Designing Databases: Picking The Right Data Types

« »

When I started writing this blog post, I had titled it “Tips for Designing Databases” and I planned to talk about various database design techniques. However, as I did more and more research, it dawned on me that one of the most crucial, and most overlooked, components of database development, is the selection of data types for columns.

Much of the information presented in this article was taken from presentations by Jay Pipes and a talk by Ronald Bradford. The talks are The Top 20 Design Tips For MySQL Enterprise Data Architects, Join-fu: The Art of SQL Tuning and SQL Query Tuning: The Legend Of Drunken Query Master.

MySQL supports a large number of data types (with Postgres supporting even more). For example, MySQL supports some 10 different numeric data types (INTEGER, TINYINT, SMALLINT, MEDIUMINT, BIGINT, DECIMAL, NUMERIC, FLOAT, REAL, and DOUBLE PRECISION), meaning that database designers need to know and understand how to use each one of them properly. Using them improperly adds stress to the database and generally reflects bad database design.

Since it would be impossible to discuss every data type in a blog post, I will instead discuss some of the most common MySQL (and this applies to other database platforms as well) mistakes, as highlighted by the presentations and blog posts I will cite.

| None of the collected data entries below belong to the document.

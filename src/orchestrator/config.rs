//! Dispatcher tuning knobs.

use crate::pricing::PricingConfig;
use std::time::Duration;

/// How long country and service listings are served from cache.
const DEFAULT_CACHE_TTL: Duration = Duration::from_secs(5 * 60);

/// Dispatcher configuration.
#[derive(Debug, Clone)]
pub struct SmsServiceConfig {
    /// TTL for the listing caches.
    pub cache_ttl: Duration,
    /// Price normalization parameters.
    pub pricing: PricingConfig,
}

impl Default for SmsServiceConfig {
    fn default() -> Self {
        Self {
            cache_ttl: DEFAULT_CACHE_TTL,
            pricing: PricingConfig::default(),
        }
    }
}

impl SmsServiceConfig {
    /// Config with defaults.
    pub fn new() -> Self {
        Self::default()
    }

    /// Set the listing cache TTL.
    pub fn with_cache_ttl(mut self, ttl: Duration) -> Self {
        self.cache_ttl = ttl;
        self
    }

    /// Set the pricing parameters.
    pub fn with_pricing(mut self, pricing: PricingConfig) -> Self {
        self.pricing = pricing;
        self
    }
}
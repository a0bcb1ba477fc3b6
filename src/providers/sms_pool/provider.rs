//! SmsPool adapter.

use super::client::{self, SmsPoolClient};
use crate::catalog::Catalog;
use crate::config::ProviderId;
use crate::errors::{ProviderError, ProviderResult};
use crate::providers::traits::{ProviderOrder, SmsProvider};
use crate::types::{Country, CountryCode, PhoneNumber, PriceQuote, ProviderOrderId, ServiceCode, SmsCode};
use chrono::{Duration, Utc};
use std::sync::Arc;
use tracing::{debug, warn};

/// Order lifetime when the vendor omits `expires_in`.
const DEFAULT_ORDER_TTL_MINUTES: i64 = 10;

/// Adapter for SmsPool.
#[derive(Debug, Clone)]
pub struct SmsPoolProvider {
    client: SmsPoolClient,
    catalog: Arc<Catalog>,
    order_ttl: Duration,
}

impl SmsPoolProvider {
    /// Create the adapter.
    pub fn new(client: SmsPoolClient, catalog: Arc<Catalog>) -> Self {
        Self {
            client,
            catalog,
            order_ttl: Duration::minutes(DEFAULT_ORDER_TTL_MINUTES),
        }
    }

    /// Override the fallback order lifetime.
    pub fn with_order_ttl(mut self, ttl: Duration) -> Self {
        self.order_ttl = ttl;
        self
    }

    fn vendor_country(&self, country: &CountryCode) -> String {
        // The vendor accepts ISO short names directly, so the catalog
        // alias is only needed for exceptions.
        self.catalog
            .vendor_country(ProviderId::SmsPool, country)
            .unwrap_or_else(|| country.as_str().to_string())
    }

    fn vendor_service(&self, service: &ServiceCode) -> String {
        self.catalog
            .vendor_service(ProviderId::SmsPool, service)
            .unwrap_or_else(|| service.as_str().to_string())
    }
}

/// Failed purchases come back `success: 0` with a free-text message.
fn map_purchase_failure(message: Option<String>) -> ProviderError {
    let text = message.unwrap_or_default();
    let lowered = text.to_ascii_lowercase();
    if lowered.contains("balance") || lowered.contains("funds") {
        ProviderError::InsufficientProviderBalance
    } else if lowered.contains("no number") || lowered.contains("out of stock") || lowered.contains("unavailable") {
        ProviderError::NoAvailability
    } else {
        ProviderError::Api {
            code: "purchase_failed".to_string(),
            message: text,
        }
    }
}

impl SmsProvider for SmsPoolProvider {
    fn id(&self) -> ProviderId {
        ProviderId::SmsPool
    }

    async fn list_countries(&self) -> Vec<Country> {
        let entries = match self.client.countries().await {
            Ok(e) => e,
            Err(e) => {
                warn!(error = %e, "smspool country listing failed, returning empty");
                return Vec::new();
            }
        };
        let mut countries: Vec<Country> = entries
            .into_iter()
            .filter_map(|entry| {
                let code = CountryCode::new(entry.short_name.as_deref()?).ok()?;
                Some(Country {
                    code,
                    name: entry.name,
                })
            })
            .collect();
        countries.sort_by(|a, b| a.code.as_str().cmp(b.code.as_str()));
        countries
    }

    #[tracing::instrument(name = "SmsPoolProvider::list_services", skip_all, fields(country = %country))]
    async fn list_services(&self, country: &CountryCode) -> ProviderResult<Vec<PriceQuote>> {
        let vendor_code = self.vendor_country(country);
        let entries = self.client.pricing(&vendor_code).await?;
        let mut quotes: Vec<PriceQuote> = entries
            .into_iter()
            .filter_map(|entry| {
                let raw = entry.service?;
                let service = match ServiceCode::new(&raw) {
                    Ok(s) => s,
                    Err(_) => {
                        debug!(raw, "skipping unparsable service code");
                        return None;
                    }
                };
                let name = self.catalog.service_name(&service);
                Some(PriceQuote {
                    service,
                    name,
                    cost: entry.price,
                    available: entry.amount,
                    currency: None,
                })
            })
            .collect();
        quotes.sort_by(|a, b| a.service.as_str().cmp(b.service.as_str()));
        Ok(quotes)
    }

    #[tracing::instrument(
        name = "SmsPoolProvider::create_order",
        skip_all,
        fields(country = %country, service = %service)
    )]
    async fn create_order(
        &self,
        country: &CountryCode,
        service: &ServiceCode,
    ) -> ProviderResult<ProviderOrder> {
        let vendor_country = self.vendor_country(country);
        let vendor_service = self.vendor_service(service);
        let reply = self.client.purchase(&vendor_country, &vendor_service).await?;
        if reply.success != 1 {
            return Err(map_purchase_failure(reply.message));
        }
        let order_id = reply
            .order_id
            .ok_or_else(|| ProviderError::Parse("purchase reply missing order_id".to_string()))?;
        let number = reply
            .number
            .ok_or_else(|| ProviderError::Parse("purchase reply missing number".to_string()))?;
        let expires_at = match reply.expires_in {
            Some(seconds) if seconds > 0 => Utc::now() + Duration::seconds(seconds),
            _ => Utc::now() + self.order_ttl,
        };
        Ok(ProviderOrder {
            provider_order_id: ProviderOrderId::from(order_id),
            phone_number: PhoneNumber::from(number),
            native_cost: reply.cost.filter(|cost| *cost > 0.0),
            native_currency: None,
            expires_at,
        })
    }

    async fn poll_code(&self, order: &ProviderOrderId) -> ProviderResult<Option<SmsCode>> {
        let reply = self.client.check(order.as_str()).await?;
        if reply.status == client::STATUS_COMPLETED {
            Ok(reply.sms.map(SmsCode::from))
        } else {
            Ok(None)
        }
    }

    async fn cancel_order(&self, order: &ProviderOrderId) -> ProviderResult<bool> {
        match self.client.cancel(order.as_str()).await {
            Ok(accepted) => Ok(accepted),
            Err(ProviderError::Api { code, .. }) => {
                debug!(code, "smspool declined cancellation");
                Ok(false)
            }
            Err(e) => Err(e),
        }
    }

    async fn get_balance(&self) -> f64 {
        match self.client.balance().await {
            Ok(balance) => balance,
            Err(e) => {
                warn!(error = %e, "smspool balance check failed");
                0.0
            }
        }
    }
}

#[cfg(test)]
mod tests {
    use super::*;
    use crate::http::HttpClient;
    use secrecy::SecretString;
    use url::Url;
    use wiremock::matchers::{body_string_contains, method, path};
    use wiremock::{Mock, MockServer, ResponseTemplate};

    fn provider(server: &MockServer) -> SmsPoolProvider {
        let client = SmsPoolClient::new(
            Url::parse(&server.uri()).unwrap(),
            SecretString::from("test_key"),
            HttpClient::with_defaults().unwrap(),
        );
        SmsPoolProvider::new(client, Arc::new(Catalog::empty()))
    }

    #[tokio::test]
    async fn test_create_order_uses_vendor_expiry() {
        let server = MockServer::start().await;
        Mock::given(method("POST"))
            .and(path("/purchase/sms"))
            .and(body_string_contains("country=US"))
            .respond_with(ResponseTemplate::new(200).set_body_json(serde_json::json!({
                "success": 1,
                "order_id": "ABC123",
                "number": "15551112222",
                "cost": "0.45",
                "expires_in": 600
            })))
            .mount(&server)
            .await;

        let country = CountryCode::new("US").unwrap();
        let service = ServiceCode::new("whatsapp").unwrap();
        let order = provider(&server).create_order(&country, &service).await.unwrap();

        assert_eq!(order.provider_order_id.as_str(), "ABC123");
        assert_eq!(order.native_cost, Some(0.45));
        let ttl = order.expires_at - Utc::now();
        assert!(ttl > Duration::minutes(9) && ttl <= Duration::minutes(10));
    }

    #[tokio::test]
    async fn test_purchase_failure_maps_messages() {
        let server = MockServer::start().await;
        Mock::given(method("POST"))
            .and(path("/purchase/sms"))
            .respond_with(ResponseTemplate::new(200).set_body_json(serde_json::json!({
                "success": 0,
                "message": "There are no numbers available for this service."
            })))
            .mount(&server)
            .await;

        let country = CountryCode::new("US").unwrap();
        let service = ServiceCode::new("whatsapp").unwrap();
        let err = provider(&server).create_order(&country, &service).await.unwrap_err();
        assert!(matches!(err, ProviderError::NoAvailability));
    }

    #[tokio::test]
    async fn test_poll_code_pending_then_completed() {
        let server = MockServer::start().await;
        Mock::given(method("POST"))
            .and(path("/sms/check"))
            .respond_with(ResponseTemplate::new(200).set_body_json(serde_json::json!({
                "status": 1
            })))
            .expect(1)
            .mount(&server)
            .await;

        let id = ProviderOrderId::from("ABC123");
        assert!(provider(&server).poll_code(&id).await.unwrap().is_none());
    }

    #[tokio::test]
    async fn test_refunded_order_has_no_code() {
        let server = MockServer::start().await;
        Mock::given(method("POST"))
            .and(path("/sms/check"))
            .respond_with(ResponseTemplate::new(200).set_body_json(serde_json::json!({
                "status": 6
            })))
            .mount(&server)
            .await;

        let id = ProviderOrderId::from("ABC123");
        assert!(provider(&server).poll_code(&id).await.unwrap().is_none());
    }
}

Understanding how disk I/O affects databases
Databases are typically stored on disk (with the exception of some, like MEMORY databases, which are stored in memory). This means that in order for the database to fetch information for you, it must read that information off the disk and turn it into a results set that you can use. Disk I/O is extremely slow, especially in comparison to other forms of data storage (like memory).

When your database grows to be large, the read time begins to take longer and longer. This is a natural occurrence as the engine must read over more and more of the disk in order to find the information you have requested. Poorly designed databases exacerbate this problem by allocating more space on the disk than they need; this means that the database occupies space on the disk that is being used inefficiently.

Picking the right data types can help by ensuring that the data we are storing makes the database as small as possible. We do this by selecting only the data types we need, rather than choosing data types willy-nilly. This helps reduce the size of our rows, and by extension, our database, making reads and writes faster and more efficient.

Picking the right numeric type
The type of integer you select affects the amount of space that integer occupies on the disk – regardless of the value of the number you actually store in it.

For example, a BIGINT occupies 8 bytes of space, while a TINYINT occupies 1 byte of space. While the 8 byte integer gives you the ability to store huge numbers, it also means that you must store all eight bytes every time you store a record into that table. If you’re storing numbers like 2,000 or 5,000, you’re wasting lots and lots of bytes. This will inevitably make your reads slower, because the database must read over multiple sectors of the disk.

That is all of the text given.